Is f differentiable in (0,0) ?

In summary, it is shown that all directional derivatives of $f$ in $(0,0)$ exist, but $f$ is not differentiable at $(0,0)$ since the limit of the difference quotient along the path $h_1 = h_2$ does not converge to $0$.
  • #1
mathmari
Gold Member
MHB
5,049
7
Hey! :giggle:

We consider the function\begin{align*}f:\mathbb{R}^2 &\rightarrow\mathbb{R} \\ (x,y)&\mapsto \begin{cases}\frac{x^3}{x^2+y^2} & \text{ if } (x,y)\neq(0,0) \\ 0 & \text{ if } (x,y)=(0,0) \end{cases}\end{align*}
(a) Show that all directional derivatives of $f$ in $(0,0)$ exist.
(b) Is $f$ differentiable in $(0,0)$ ? For (a) Ihave donethe following:
$$\partial_vf(0,0)=\lim_{h\rightarrow 0}\frac{f(hv_1, hv_2)-f(0,0)}{h}=\lim_{h\rightarrow 0}\frac{v_1^3}{v_1^2+v_2^2}=\frac{v_1^3}{v_1^2+v_2^2}\in \mathbb{R}$$ The limit exists for all $(v_1,v_2)\neq (0,0)$ and so all directional derivatives of $f$ in $(0,0)$ exist.

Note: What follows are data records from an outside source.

//! Outcome of a single rate limit evaluation.

use serde::Serialize;

/// Sentinel limit carried by results that were never metered.
pub const UNLIMITED: u64 = u64::MAX;

/// Immutable outcome of evaluating one request against one limit.
///
/// Results are built fresh on every evaluation. The `with_*` methods
/// return modified copies rather than mutating in place.
#[derive(Debug, Clone, PartialEq, Eq, Serialize)]
pub struct RateLimitResult {
    allowed: bool,
    limit: u64,
    remaining: u64,
    reset_at: i64,
    retry_after: Option<u64>,
    cost: u64,
    tier: Option<String>,
    policy: Option<String>,
}

impl RateLimitResult {
    /// A request that fits in the current window.
    pub fn allowed(limit: u64, remaining: u64, reset_at: i64) -> Self {
        Self {
            allowed: true,
            limit,
            remaining: remaining.min(limit),
            reset_at,
            retry_after: None,
            cost: 1,
            tier: None,
            policy: None,
        }
    }

    /// A request that exceeds the current window.
    pub fn denied(limit: u64, remaining: u64, reset_at: i64, retry_after: Option<u64>) -> Self {
        Self {
            allowed: false,
            limit,
            remaining: remaining.min(limit),
            reset_at,
            retry_after,
            cost: 1,
            tier: None,
            policy: None,
        }
    }

    /// A result for requests that are not metered at all.
    pub fn unlimited(tier: Option<String>) -> Self {
        Self {
            allowed: true,
            limit: UNLIMITED,
            remaining: UNLIMITED,
            reset_at: 0,
            retry_after: None,
            cost: 0,
            tier,
            policy: None,
        }
    }

    /// Copy of this result evaluated under `tier`.
    pub fn with_tier(&self, tier: impl Into<String>) -> Self {
        Self {
            tier: Some(tier.into()),
            ..self.clone()
        }
    }

    /// Copy of this result carrying a `RateLimit-Policy` descriptor.
    pub fn with_policy(&self, policy: impl Into<String>) -> Self {
        Self {
            policy: Some(policy.into()),
            ..self.clone()
        }
    }

    /// Copy of this result charged at `cost`.
    pub fn with_cost(&self, cost: u64) -> Self {
        Self {
            cost,
            ..self.clone()
        }
    }

    pub fn is_allowed(&self) -> bool {
        self.allowed
    }

    pub fn limit(&self) -> u64 {
        self.limit
    }

    pub fn remaining(&self) -> u64 {
        self.remaining
    }

    /// Absolute Unix timestamp at which the window or bucket resets.
    pub fn reset_at(&self) -> i64 {
        self.reset_at
    }

    /// Seconds to wait before retrying. Only set on denials.
    pub fn retry_after(&self) -> Option<u64> {
        self.retry_after
    }

    pub fn cost(&self) -> u64 {
        self.cost
    }

    pub fn tier(&self) -> Option<&str> {
        self.tier.as_deref()
    }

    pub fn policy(&self) -> Option<&str> {
        self.policy.as_deref()
    }

    /// Whether this result carries one of the "no limit" sentinels.
    pub fn is_unlimited(&self) -> bool {
        self.limit == 0 || self.limit == UNLIMITED
    }

    /// Whether `self` is stricter than `other`.
    ///
    /// A denial beats an allowance; between results with the same outcome
    /// the one with less quota left wins. Ties keep `other`.
    pub fn is_more_restrictive_than(&self, other: &RateLimitResult) -> bool {
        match (self.allowed, other.allowed) {
            (false, true) => true,
            (true, false) => false,
            _ => self.remaining < other.remaining,
        }
    }
}

#[cfg(test)]
mod tests {
    use super::*;

    #[test]
    fn test_remaining_is_clamped_to_limit() {
        let result = RateLimitResult::allowed(10, 25, 100);
        assert_eq!(result.remaining(), 10);
    }

    #[test]
    fn test_unlimited_result() {
        let result = RateLimitResult::unlimited(Some("enterprise".to_string()));
        assert!(result.is_allowed());
        assert!(result.is_unlimited());
        assert_eq!(result.limit(), UNLIMITED);
        assert_eq!(result.tier(), Some("enterprise"));
        assert_eq!(result.retry_after(), None);
    }

    #[test]
    fn test_with_methods_return_new_instances() {
        let original = RateLimitResult::allowed(10, 5, 100);
        let tagged = original.with_tier("pro").with_policy("10;w=60");

        assert_eq!(original.tier(), None);
        assert_eq!(original.policy(), None);
        assert_eq!(tagged.tier(), Some("pro"));
        assert_eq!(tagged.policy(), Some("10;w=60"));
        assert_eq!(tagged.remaining(), 5);
    }

    #[test]
    fn test_denial_is_more_restrictive_than_allowance() {
        let denied = RateLimitResult::denied(100, 50, 100, Some(10));
        let allowed = RateLimitResult::allowed(5, 0, 100);

        assert!(denied.is_more_restrictive_than(&allowed));
        assert!(!allowed.is_more_restrictive_than(&denied));
    }

    #[test]
    fn test_lower_remaining_is_more_restrictive() {
        let tight = RateLimitResult::allowed(5, 1, 100);
        let loose = RateLimitResult::allowed(100, 90, 100);

        assert!(tight.is_more_restrictive_than(&loose));
        assert!(!loose.is_more_restrictive_than(&tight));
        assert!(!tight.is_more_restrictive_than(&tight.clone()));
    }

    #[test]
    fn test_zero_limit_counts_as_unlimited() {
        assert!(RateLimitResult::allowed(0, 0, 0).is_unlimited());
        assert!(!RateLimitResult::allowed(1, 0, 0).is_unlimited());
    }
}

Is that correct? For (b) I thought to find a sequence $a_n$ that converges to $(0,0)$ such that $f(a_n)$ doesn't converge to $0$, but I haven't found yet such an examle. Can we maybe not find such an example because $f$ is differentiable in $(0,0)$ ?:unsure:
 
Physics news on Phys.org
  • #2
mathmari said:
For (a) Ihave donethe following:
$$\partial_vf(0,0)=\lim_{h\rightarrow 0}\frac{f(hv_1, hv_2)-f(0,0)}{h}=\lim_{h\rightarrow 0}\frac{v_1^3}{v_1^2+v_2^2}=\frac{v_1^3}{v_1^2+v_2^2}\in \mathbb{R}$$ The limit exists for all $(v_1,v_2)\neq (0,0)$ and so all directional derivatives of $f$ in $(0,0)$ exist.

Hey mathmari!

Looks correct to me. (Nod)

mathmari said:
For (b) I thought to find a sequence $a_n$ that converges to $(0,0)$ such that $f(a_n)$ doesn't converge to $0$, but I haven't found yet such an examle. Can we maybe not find such an example because $f$ is differentiable in $(0,0)$ ?
How is it relevant whether $f(a_n)$ converges to $0$ or not? :unsure:
We're not checking continuity are we?
Or are you trying to prove that $f$ is not continuous in $(0,0)$, and therefore it is not differentiable either?
Either way, $f$ is continuous in $(0,0)$, so that won't work. (Shake)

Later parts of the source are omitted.